CHRIS MOORE
1940 - 2021
RIP

Christopher Moore, who died on 2nd January 2021, a few weeks after receiving a diagnosis of oesophageal cancer, is best known for his role in setting up the pirate radio station Radio Caroline, along with Ronan O’Rahilly and Ian Ross. This was one of the key events in pop culture in 1960's UK.

Christopher was born in Washington DC on 16th April 1940 and was brought over to England at the age of 8 by his American mother. He was technically an American, and very little is known about his mother or his English stepfather whom she married. He was soon packed off to boarding school. Little is known about his early life - his mother seems to have had different careers, one as a diplomat for the United Nations . One old friend was tantalised by tales of encounters with contacts of his parents, some of whom were household names from the world of diplomacy and espionage of the 1950’s. They lived in a large flat in Knightsbridge.


 

In the early 60’s he was a DJ at a club in London’s Curzon Street called the Crazy Elephant. This was part owned by James Bond co-producer Benny Fisz, which was why it was always full of Bond Girls, “wannabees”, actors, models etc. Chris was very much a part of that scene, and was in fact offered the role of Bond post-Connery and before George Lazenby. He was what was generally known as a Kings Road Cowboy in swinging 60’s and was a larger than life figure in every way - very good looking and attractive to girls who literally threw themselves at him.

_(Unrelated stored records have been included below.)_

// SPDX-License-Identifier: MIT
// SPDX-FileCopyrightText: 2025-2026 natyamatsya contributors
//
// PollSet benchmarks.
//
// Run with:
//   cargo bench --bench poll_set
//
// Groups:
//   add_remove - register and drop one extra handle on a populated set
//   wait_ready - wait on a set where only the last handle is readable
//   session_rt - one-byte round trip over a connected session pair

use std::io::{Read, Write};
use std::os::unix::net::UnixStream;
use std::sync::atomic::{AtomicUsize, Ordering};
use std::thread;

use criterion::{black_box, criterion_group, criterion_main, BenchmarkId, Criterion};
use localipc::{Events, PollSet, Server, ServerFlags, Session, SessionFlags};

const SET_SIZES: &[usize] = &[1, 8, 32, 63];

fn pairs(n: usize) -> Vec<(UnixStream, UnixStream)> {
    (0..n).map(|_| UnixStream::pair().expect("pair")).collect()
}

fn bench_add_remove(c: &mut Criterion) {
    let mut group = c.benchmark_group("add_remove");
    for &n in SET_SIZES {
        let socks = pairs(n);
        let (extra, _peer) = UnixStream::pair().expect("pair");
        let set = PollSet::new();
        for (i, (a, _)) in socks.iter().enumerate() {
            set.add_socket(a, Events::READ, i as u32).unwrap();
        }
        group.bench_with_input(BenchmarkId::from_parameter(n), &n, |b, _| {
            b.iter(|| {
                set.add_socket(&extra, Events::READ, u32::MAX).unwrap();
                set.remove(black_box(u32::MAX)).unwrap();
            });
        });
    }
    group.finish();
}

fn bench_wait_ready(c: &mut Criterion) {
    let mut group = c.benchmark_group("wait_ready");
    for &n in SET_SIZES {
        let mut socks = pairs(n);
        let set = PollSet::new();
        for (i, (a, _)) in socks.iter().enumerate() {
            set.add_socket(a, Events::READ, i as u32).unwrap();
        }
        // Readiness stays latched since nothing drains it.
        socks.last_mut().unwrap().1.write_all(b"x").unwrap();
        group.bench_with_input(BenchmarkId::from_parameter(n), &n, |b, &n| {
            b.iter(|| {
                let ready = set.wait(Some(1000)).unwrap();
                assert_eq!(ready.id as usize, n - 1);
            });
        });
    }
    group.finish();
}

static COUNTER: AtomicUsize = AtomicUsize::new(0);

fn bench_session_round_trip(c: &mut Criterion) {
    let name = format!(
        "bench_rt_{}_{}",
        std::process::id(),
        COUNTER.fetch_add(1, Ordering::Relaxed)
    );
    let server = Server::create(&name, ServerFlags::empty()).expect("create");
    let client = {
        let name = name.clone();
        thread::spawn(move || Session::connect(&name, SessionFlags::empty()))
    };
    let echo = server.listen().expect("listen");
    let client = client.join().unwrap().expect("connect");

    let echo_thread = thread::spawn(move || {
        let mut b = [0u8; 1];
        while (&echo).read_exact(&mut b).is_ok() {
            if echo.write(&b).is_err() {
                break;
            }
        }
    });

    c.bench_function("session_rt", |b| {
        let mut byte = [0u8; 1];
        b.iter(|| {
            client.write(b"p").unwrap();
            client.read_exact(&mut byte).unwrap();
            black_box(byte)
        });
    });

    drop(client);
    let _ = echo_thread.join();
}

criterion_group!(benches, bench_add_remove, bench_wait_ready, bench_session_round_trip);
criterion_main!(benches);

As one of the founding trio of Radio Caroline he hired DJ's who later became national figures on Radio One which was set up by the authorities as a more mainstream alternative to Caroline. He also helped to keep the precarious pirate radio station afloat and outside territorial waters, and safe from prosecution by the UK government.

His 6 foot 6 inch frame dominated most situations and, thanks to that and his deep bass voice, you would get the feeling, when in his presence, of being on a radio show with him as DJ and you as a guest.


By the mid 1970's Chris was tiring of the stress involved in helping keep Caroline afloat and chanced upon Barcote Manor in rural Oxfordshire - a splendid gothic mansion and sort of semi-commune, when visiting a girlfriend in a nearby village. He took up painting and photography and moved into a tiny room at Barcote where he worked, with self parodying humour, on a prolific range of projects. He was to remain based at Barcote until its owner, James Tenant Eyles, decided to sell up in 1993/4, generously moving his by now good friend into a tiny cottage nearby, where Chris spent the majority of the rest of his life.

During the Barcote period Chris became a frequent visitor to La Gomera in the Canaries and he introduced many friends from those days to a place that had changed considerably since he originally arrived by private boat years earlier. Then, he had spent several months living in a cave by the Valley Gran Rey. He was the first outsider to stay in what was to become an exclusive hippy holiday destination rivalling Goa and Ibiza.

After leaving Barcote he acquired a sort of rough wooden bungalow on the hillside overlooking Carswell Bay on the so-called Welsh Riviera and for the next 25 years, he would spend the summer months there, swimming and climbing back up the cliff. He would trundle down there in Spring on an ex police BMW motorbike and enjoy employing “Heath Robinson” wood butchery to keep the rain out of his rough dwelling. Basic accommodation was his domain, the rougher the better. Yet he could inhabit squalid accommodation as if it were palatial, holding court amongst a dwindling coterie, seemingly very comfortable with increasing solitude. His summer jaunts became more challenging as floorboards failed in
Carswell and his motorcycle gave him problems. Two years ago he gave up going down to Carswell altogether. Simultaneously, he had the good fortune that two women moved into his adjoining dwelling. Becka and Nay became great friends and kept an eye on him. He was becoming more and more sedentary and his health gently failing. When Covid hit town, they did all his shopping. In October his throat was giving him trouble. Becka and Nay organised his medical care, driving him to appointments and caring for him at a time when he really needed it.

He died peacefully on the 2nd January and was cremated on the 22nd.